Leslie sits down in the shade of a tree, and hands me her camera, telling me that she’ll be all right and to go inside and take some pictures. David leads me up a staircase to a gallery that’s a real jaw-dropper. In one continuous panel more than 50 yards long, a bas relief depicts the Churning of the Sea of Milk, an event from the great Hindu creation myth, the Bhagavata Purana. Gods and demons hold a gigantic serpent, the gods at one end, the demons at the other, Vishnu at the center. The figures are beautifully realized, cut into the sandstone with great care and precision. I would have no idea what the hell I’m looking at if Brotherson wasn’t with me. In the myth, the deities and demons work together at Vishnu’s command, alternately pulling on the serpent, which is coiled around a mountain, causing it to rotate in the cosmic sea. Kind of a titanic food processor. They churn for 1,000 years, producing amrita, the elixir of immortality. Why the cosmic sea was milk instead of water would have to remain a mystery. I snap a few photos.


We move on to the next gallery, where another splendid relief shows souls consigned to heaven and hell, according to the edicts of Yama, the god of judgment. We walk along its length, nearly 70 yards, but then encounter what appears to be several thousand Chinese tourists. In that dim, stifling corridor, I feel that I’m in a Beijing subway at rush hour.
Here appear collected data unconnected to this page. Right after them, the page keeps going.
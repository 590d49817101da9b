use crate::axis::Axis;
use crate::selection::OperationKind;

/// 整列/分配の呼び出しエラー
/// 全て位置を書き換える前に検出される
#[derive(Debug, Clone, PartialEq, Eq, thiserror::Error)]
pub enum AlignError {
    #[error("{operation} requires at least {required} objects, got {actual}")]
    TooFewObjects {
        operation: OperationKind,
        required: usize,
        actual: usize,
    },

    #[error("index {index} is out of range for {len} objects")]
    IndexOutOfRange { index: usize, len: usize },

    #[error("first and last anchors must be distinct (both are {index})")]
    IdenticalAnchors { index: usize },

    #[error("axis `{axis}` is not supported by {operation}")]
    InvalidAxis { operation: OperationKind, axis: Axis },
}

impl AlignError {
    /// 選択数/インデックスに関する前提条件エラーか
    /// false の場合は軸の組み合わせが不正
    pub fn is_precondition(&self) -> bool {
        !matches!(self, AlignError::InvalidAxis { .. })
    }
}

/// 操作に必要な選択数を満たしているか確認
pub(crate) fn ensure_count(operation: OperationKind, actual: usize) -> Result<(), AlignError> {
    let required = operation.required_count();
    if actual < required {
        return Err(AlignError::TooFewObjects {
            operation,
            required,
            actual,
        });
    }
    Ok(())
}

/// インデックスが範囲内か確認
pub(crate) fn ensure_index(index: usize, len: usize) -> Result<(), AlignError> {
    if index >= len {
        return Err(AlignError::IndexOutOfRange { index, len });
    }
    Ok(())
}
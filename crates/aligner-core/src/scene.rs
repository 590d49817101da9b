//! インメモリのシーン
//!
//! 名前付きオブジェクト（Transform）を保持する最小のホスト実装。
//! `before_write` で移動前の位置を履歴に積み、1オブジェクト1ステップで元に戻せる。

use crate::components::Transform;
use crate::host::{Edit, ObjectHost};
use crate::math::{Frame, Vec3};

/// シーン内オブジェクトの識別子
#[derive(Debug, Clone, Copy, PartialEq, Eq, Hash, PartialOrd, Ord)]
pub struct ObjectId(u32);

impl ObjectId {
    /// インデックスを取得
    #[inline]
    pub fn index(&self) -> u32 {
        self.0
    }
}

/// シーン内のオブジェクト
#[derive(Debug, Clone, PartialEq)]
pub struct SceneObject {
    pub name: String,
    pub transform: Transform,
}

/// 履歴エントリ（書き込み前の位置）
#[derive(Debug, Clone, PartialEq)]
pub struct HistoryEntry {
    pub id: ObjectId,
    pub previous: Vec3,
    pub message: String,
}

/// 整列対象を保持するシーン
#[derive(Debug, Default)]
pub struct Scene {
    objects: Vec<SceneObject>,
    history: Vec<HistoryEntry>,
    dirty: bool,
}

impl Scene {
    /// 新しいSceneを作成
    pub fn new() -> Self {
        Self::default()
    }

    /// オブジェクトを追加
    pub fn spawn(&mut self, name: impl Into<String>, transform: Transform) -> ObjectId {
        let id = ObjectId(self.objects.len() as u32);
        self.objects.push(SceneObject {
            name: name.into(),
            transform,
        });
        id
    }

    /// オブジェクトを取得
    pub fn get(&self, id: ObjectId) -> Option<&SceneObject> {
        self.objects.get(id.0 as usize)
    }

    /// オブジェクトを取得（可変）
    pub fn get_mut(&mut self, id: ObjectId) -> Option<&mut SceneObject> {
        self.objects.get_mut(id.0 as usize)
    }

    /// 全オブジェクトIDをイテレート
    pub fn ids(&self) -> impl Iterator<Item = ObjectId> + '_ {
        (0..self.objects.len() as u32).map(ObjectId)
    }

    /// オブジェクト数
    pub fn len(&self) -> usize {
        self.objects.len()
    }

    pub fn is_empty(&self) -> bool {
        self.objects.is_empty()
    }

    /// 表示名（存在しない場合は空文字）
    pub fn name(&self, id: ObjectId) -> &str {
        self.get(id).map(|o| o.name.as_str()).unwrap_or("")
    }

    /// 履歴（古い順）
    pub fn history(&self) -> &[HistoryEntry] {
        &self.history
    }

    /// 整列による変更があったか
    pub fn is_dirty(&self) -> bool {
        self.dirty
    }

    pub fn clear_dirty(&mut self) {
        self.dirty = false;
    }

    /// 直前の1書き込みを元に戻す
    pub fn undo(&mut self) -> Option<HistoryEntry> {
        let entry = self.history.pop()?;
        if let Some(object) = self.get_mut(entry.id) {
            object.transform.position = entry.previous;
        }
        Some(entry)
    }
}

impl ObjectHost for Scene {
    type Id = ObjectId;

    /// 存在しないIDは原点として扱う
    fn position(&self, id: ObjectId) -> Vec3 {
        self.get(id).map(|o| o.transform.position).unwrap_or(Vec3::ZERO)
    }

    fn set_position(&mut self, id: ObjectId, position: Vec3) {
        if let Some(object) = self.get_mut(id) {
            object.transform.position = position;
            self.dirty = true;
        }
    }

    fn local_frame(&self, id: ObjectId) -> Frame {
        self.get(id).map(|o| o.transform.frame()).unwrap_or_default()
    }

    /// 存在しないIDは書き込まれないので履歴にも積まない
    fn before_write(&mut self, id: ObjectId, edit: &Edit<ObjectId>) {
        let Some(previous) = self.get(id).map(|o| o.transform.position) else {
            return;
        };
        let message = edit.describe(|base| self.name(base).to_string());
        self.history.push(HistoryEntry { id, previous, message });
    }
}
Half an hour later, I’m waiting in a long line to climb the steps to the central shrine, the symbol of Mount Meru. But the line is moving very slowly, I’m worried about Leslie, so I forego the ascent and return to where I left her, under the tree. Most of our group are there, but not Leslie. In a few minutes, she reappears emerging from the Sea of Milk gallery. Maybe she absorbed the essence of the elexir. Several people cheer and applaud her comeback. She pauses at the top of the staircase, and, as if to mimic some priestess bestowing a blessing, spreads her arms wide and bows.


It is now 9 a.m., the excursion is over. Leslie  hang around Siem Reap for the day; then, with bags packed, we are driven to the airport for a night flight to Shanghai and connections for the trans-Pacific flight home. Finis.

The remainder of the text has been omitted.